Special Features:
NSF FUNDS HANDFUL OF GRID PROJECTS AT UC-SAN DIEGO
The National Science Foundation (NSF) awarded more than $9 million from its
Information Technology Research (ITR) program to create six novel research
projects at the University of California, San Diego, with broad societal
impact. Scientists and engineers will use the funds to develop technologies to
connect land-based researchers to ocean sensors off the west coast of North
America; to get early earthquake warnings from remote areas via high-speed
wireless networks; to protect the Internet's Domain Name System; and to
improve the effectiveness of image-guided neurosurgery; and more.
This is the fifth and final year of the ITR program, which committed over $1
billion to this 'priority area' to encourage innovative, high-payoff research
and education. Three of the largest awards in 2004 went to projects led all or
in part by UCSD researchers.
"The ITR program has dedicated major resources to address the information
technology priorities facing the country, including advances in science and
engineering, economic prosperity and a vibrant civil society, and homeland
security," said Marye Anne Fox, UCSD's new chancellor. "Given the competitive,
merit-reviewed nature of the program, these NSF awards recognize the sustained
excellence that characterizes UCSD's research program in information
technology and communications."
The largest awards going to researchers at UCSD this year include:
- The Laboratory for Ocean Observatory Knowledge Integration Grid (LOOKING)

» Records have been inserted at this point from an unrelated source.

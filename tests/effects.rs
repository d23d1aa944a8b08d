use std::time::{Duration, Instant};

use rand::SeedableRng;
use rand::rngs::StdRng;
use walkers_terminal::carousel::{Carousel, GALLERY_PERIOD, GALLERY_RESUME};
use walkers_terminal::loader::{InitialLoader, LoaderStage};

#[test]
fn loader_fills_holds_then_fades_out() {
    let mut rng = StdRng::seed_from_u64(7);
    let t0 = Instant::now();
    let mut loader = InitialLoader::new(5.0, t0);
    assert_eq!(loader.stage(), LoaderStage::Filling);
    assert_eq!(loader.step_interval(), Duration::from_millis(200));

    let mut last = 0;
    let mut now = t0;
    while loader.stage() == LoaderStage::Filling && now < t0 + Duration::from_secs(60) {
        now += loader.step_interval();
        loader.tick(now, &mut rng);
        assert!(loader.progress() >= last);
        last = loader.progress();
    }
    assert_eq!(loader.progress(), 100);
    assert_eq!(loader.stage(), LoaderStage::Holding);

    loader.tick(now + Duration::from_millis(499), &mut rng);
    assert_eq!(loader.stage(), LoaderStage::Holding);
    loader.tick(now + Duration::from_millis(500), &mut rng);
    assert_eq!(loader.stage(), LoaderStage::Fading);
    loader.tick(now + Duration::from_millis(1300), &mut rng);
    assert!(loader.is_done());
}

#[test]
fn faster_links_step_more_often() {
    let t0 = Instant::now();
    let slow = InitialLoader::new(1.0, t0);
    let fast = InitialLoader::new(40.0, t0);
    let broken = InitialLoader::new(f64::NAN, t0);
    assert_eq!(slow.step_interval(), Duration::from_millis(200));
    assert_eq!(fast.step_interval(), Duration::from_millis(25));
    assert_eq!(broken.step_interval(), Duration::from_millis(200));
}

#[test]
fn late_tick_finishes_filling_in_one_go() {
    let mut rng = StdRng::seed_from_u64(1);
    let t0 = Instant::now();
    let mut loader = InitialLoader::new(5.0, t0);
    loader.tick(t0 + Duration::from_secs(120), &mut rng);
    assert_eq!(loader.progress(), 100);
    assert_eq!(loader.stage(), LoaderStage::Holding);
}

#[test]
fn carousel_advances_and_wraps() {
    let t0 = Instant::now();
    let mut carousel = Carousel::new(3, GALLERY_PERIOD, GALLERY_RESUME, t0);
    carousel.tick(t0 + GALLERY_PERIOD);
    assert_eq!(carousel.index(), 1);
    carousel.tick(t0 + GALLERY_PERIOD * 3);
    assert_eq!(carousel.index(), 0);
}

#[test]
fn manual_selection_pauses_then_resumes() {
    let t0 = Instant::now();
    let mut carousel = Carousel::new(4, GALLERY_PERIOD, GALLERY_RESUME, t0);
    let picked = t0 + Duration::from_secs(1);
    carousel.select(2, picked);
    assert!(carousel.is_paused());

    carousel.tick(picked + GALLERY_PERIOD - Duration::from_millis(1));
    assert_eq!(carousel.index(), 2);

    let resumed = picked + GALLERY_RESUME;
    carousel.tick(resumed);
    assert!(!carousel.is_paused());
    assert_eq!(carousel.index(), 2);

    carousel.tick(resumed + GALLERY_PERIOD);
    assert_eq!(carousel.index(), 3);
}

#[test]
fn input_during_pause_extends_it() {
    let t0 = Instant::now();
    let mut carousel = Carousel::new(4, GALLERY_PERIOD, GALLERY_RESUME, t0);
    carousel.next(t0);
    carousel.next(t0 + Duration::from_secs(4));
    carousel.tick(t0 + Duration::from_secs(6));
    assert!(carousel.is_paused());
    assert_eq!(carousel.index(), 2);
    carousel.prev(t0 + Duration::from_secs(7));
    assert_eq!(carousel.index(), 1);
}

#[test]
fn stopped_or_empty_carousel_stays_put() {
    let t0 = Instant::now();
    let mut empty = Carousel::new(0, GALLERY_PERIOD, GALLERY_RESUME, t0);
    empty.tick(t0 + Duration::from_secs(60));
    empty.next(t0);
    assert_eq!(empty.index(), 0);
    assert!(empty.is_empty());

    let mut stopped = Carousel::new(3, GALLERY_PERIOD, GALLERY_RESUME, t0);
    stopped.stop();
    stopped.tick(t0 + Duration::from_secs(60));
    assert_eq!(stopped.index(), 0);
}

project will develop cyberinfrastructure to link researchers on land to sensor
arrays and ocean observatories in the Northeast Pacific and offshore Southern
California. The software, hardware and network services developed mainly at
the University of Washington and UCSD's Scripps Institution of Oceanography
will eventually permit researchers, educators and students to access and
analyze ocean and atmospheric data in real time, and even control undersea
sensors and robotic platforms from the relative comfort of their labs and
classrooms.
- To maintain the reliability and stable evolution of the Internet, the San
Diego Supercomputer Center (SDSC) will design new ways to monitor and protect
the Internet's Domain Name System.
- Early warning systems for earthquakes and rapid-deployment networks for
real-life crisis management are two areas of network research to be pursued by
High Performance Wireless Research and Education Network (HPWREN). Funded by
the NSF four years ago, the high-speed network now connects remote areas of
Southern California to the Internet. Using HPWREN as a platform, scientists
will now develop seismology, homeland security and other societal applications
to run on the network, in collaboration with educators, Native American tribes
and first responders.
Improving the effectiveness of brain surgery is the goal of another SDSC
project funded by the ITR program today. It will develop and deploy a Grid
architecture to handle the massive amount of data required to show the surgeon
exactly what is happening to a patient's brain during image-guided
neurosurgery. Researchers at the supercomputer center will also develop better
ways to share large data files in Grids, digital libraries and so-called
'persistent' archives. Also funded by the NSF: a joint project between UCSD's
Jacobs School of Engineering and Princeton to address the theoretical
foundation for interactive computing, which concerns information and
communication complexity.
Since 1999, the ITR program has funded several large research endeavors led by
UCSD scientists from the California Institute for Telecommunications and
Information Technology, a partnership of UCSD and UC Irvine: the OptIPuter
project in 2002, and RESCUE (Responding to Crises and Unexpected Events) in
2003. As with LOOKING, these grants were the largest made in those years by
the NSF's information-technology program.